Police department exonerated from reporting misclassified crime data for years.

By H. Nelson Goodson
January 4, 2013

Milwaukee, Wisconsin - On Thursday, the Milwaukee Fire and Police Commission (FPC) anonymously approved an audit by the PRI Management Group who released a crime data audit report exonering the department from deliberately reclassifying serious crime to minor crimes. A previous crime statistic report by the Milwaukee Journal Sentinel (MJS) found that thousands of serious crimes were wrongly classified as minor crimes to indicate that while Police Chief Edward Flynn was hired, crime had actually reduced, but in fact it rose about 10 percent, according to suspected crime numbers and cases found misclassified. If such crime data identified would be corrected, an increase of crime has occurred while Chief Flynn took office.
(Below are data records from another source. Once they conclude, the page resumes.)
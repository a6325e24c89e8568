//! Parsing and wire form of the closed enums.

use druid_query::types::{
    ArithmeticFunction, BoundOperator, DataType, Granularity, JoinType, OrderByDirection,
    ScanOrder, ScanResultFormat, SortingOrder,
};
use druid_query::DruidError;

#[test]
fn test_every_member_parses_to_itself() {
    for value in SortingOrder::VALUES {
        assert_eq!(value.as_str().parse::<SortingOrder>().unwrap(), *value);
    }
    for value in OrderByDirection::VALUES {
        assert_eq!(value.as_str().parse::<OrderByDirection>().unwrap(), *value);
    }
    for value in DataType::VALUES {
        assert_eq!(value.as_str().parse::<DataType>().unwrap(), *value);
    }
    for value in BoundOperator::VALUES {
        assert_eq!(value.as_str().parse::<BoundOperator>().unwrap(), *value);
    }
    for value in ArithmeticFunction::VALUES {
        assert_eq!(value.as_str().parse::<ArithmeticFunction>().unwrap(), *value);
    }
    for value in ScanOrder::VALUES {
        assert_eq!(value.as_str().parse::<ScanOrder>().unwrap(), *value);
    }
}

#[test]
fn test_join_type_is_case_normalized_to_uppercase() {
    let join: JoinType = "inner".parse().unwrap();
    assert_eq!(join, JoinType::Inner);
    assert_eq!(serde_json::to_value(join).unwrap(), "INNER");
    assert_eq!(join.to_string(), "INNER");
}

#[test]
fn test_granularity_wire_names() {
    assert_eq!(serde_json::to_value(Granularity::FifteenMinute).unwrap(), "fifteen_minute");
    assert_eq!(Granularity::ThirtyMinute.to_string(), "thirty_minute");
    assert_eq!(Granularity::default(), Granularity::All);
}

#[test]
fn test_invalid_value_lists_allowed_members() {
    let err = "fortnight".parse::<Granularity>().unwrap_err();
    match &err {
        DruidError::InvalidEnumValue { kind, value, allowed } => {
            assert_eq!(*kind, "granularity");
            assert_eq!(value, "fortnight");
            assert_eq!(allowed.len(), Granularity::VALUES.len());
            assert!(allowed.contains(&"hour"));
        }
        other => panic!("unexpected error: {other:?}"),
    }
    assert!(err.is_validation());
}

#[test]
fn test_invalid_join_type_reports_uppercase_members() {
    let err = "sideways".parse::<JoinType>().unwrap_err();
    let msg = err.to_string();
    assert!(msg.contains("\"sideways\""));
    assert!(msg.contains("INNER, LEFT, RIGHT, FULL"));
}

#[test]
fn test_direction_shorthands() {
    assert_eq!("asc".parse::<OrderByDirection>().unwrap(), OrderByDirection::Ascending);
    assert_eq!("Descending".parse::<OrderByDirection>().unwrap(), OrderByDirection::Descending);
    assert!("up".parse::<OrderByDirection>().is_err());
}

#[test]
fn test_data_type_has_no_extra_members() {
    assert!("int".parse::<DataType>().is_err());
    assert!(DataType::Double.is_numeric());
    assert!(!DataType::String.is_numeric());
}

#[test]
fn test_scan_result_format_wire_name() {
    let format: ScanResultFormat = "compactedList".parse().unwrap();
    assert_eq!(serde_json::to_value(format).unwrap(), "compactedList");
    assert_eq!(ScanResultFormat::default(), ScanResultFormat::List);
    assert_eq!(serde_json::to_value(ScanOrder::default()).unwrap(), "none");

    assert_eq!(" COMPACTEDLIST ".parse::<ScanResultFormat>().unwrap(), ScanResultFormat::CompactedList);
    match "rows".parse::<ScanResultFormat>().unwrap_err() {
        DruidError::InvalidEnumValue { kind, value, allowed } => {
            assert_eq!(kind, "scan result format");
            assert_eq!(value, "rows");
            assert_eq!(allowed, vec!["list", "compactedList"]);
        }
        other => panic!("unexpected error: {other:?}"),
    }
}

#[test]
fn test_arithmetic_symbols() {
    assert_eq!("*".parse::<ArithmeticFunction>().unwrap(), ArithmeticFunction::Multiply);
    assert_eq!("POW".parse::<ArithmeticFunction>().unwrap(), ArithmeticFunction::Pow);
    assert_eq!(serde_json::to_value(ArithmeticFunction::Divide).unwrap(), "/");
}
PRI Management was paid $25,000 by the FPC for the report, but PRI previously supported Flynn through their Twitter account, including blog posts and criticized the MJS for exposing and reporting the flawed crime data. 
PRI reported that the reclassification of serious crimes to minor crimes were made by poor training, human error and computer problems by police personnel.
Since Chief Flynn was hired, some of the rank-and-file personnel in the department reported to the MJS, that they had been pressured "to mark crimes as less serious." PRI indicated that it found no deliberate attempt through policy or by Chief Flynn to create flawed crime statistics to show lower crime rate while he is in office. 
At least 5,000 serious crimes were either reclassified as minor crimes and some were never reported. The PRI audit report fell short in documenting such crimes that were targeted or in releasing any information regarding those crimes.
Currently, the department has a policy to disregard less priority crime calls and those called in by citizens never get reported or followed up, according to some Milwaukee residents and officers. Thus, keeping a cap on reporting low priority crime calls and crimes deemed not serious to responding accordingly.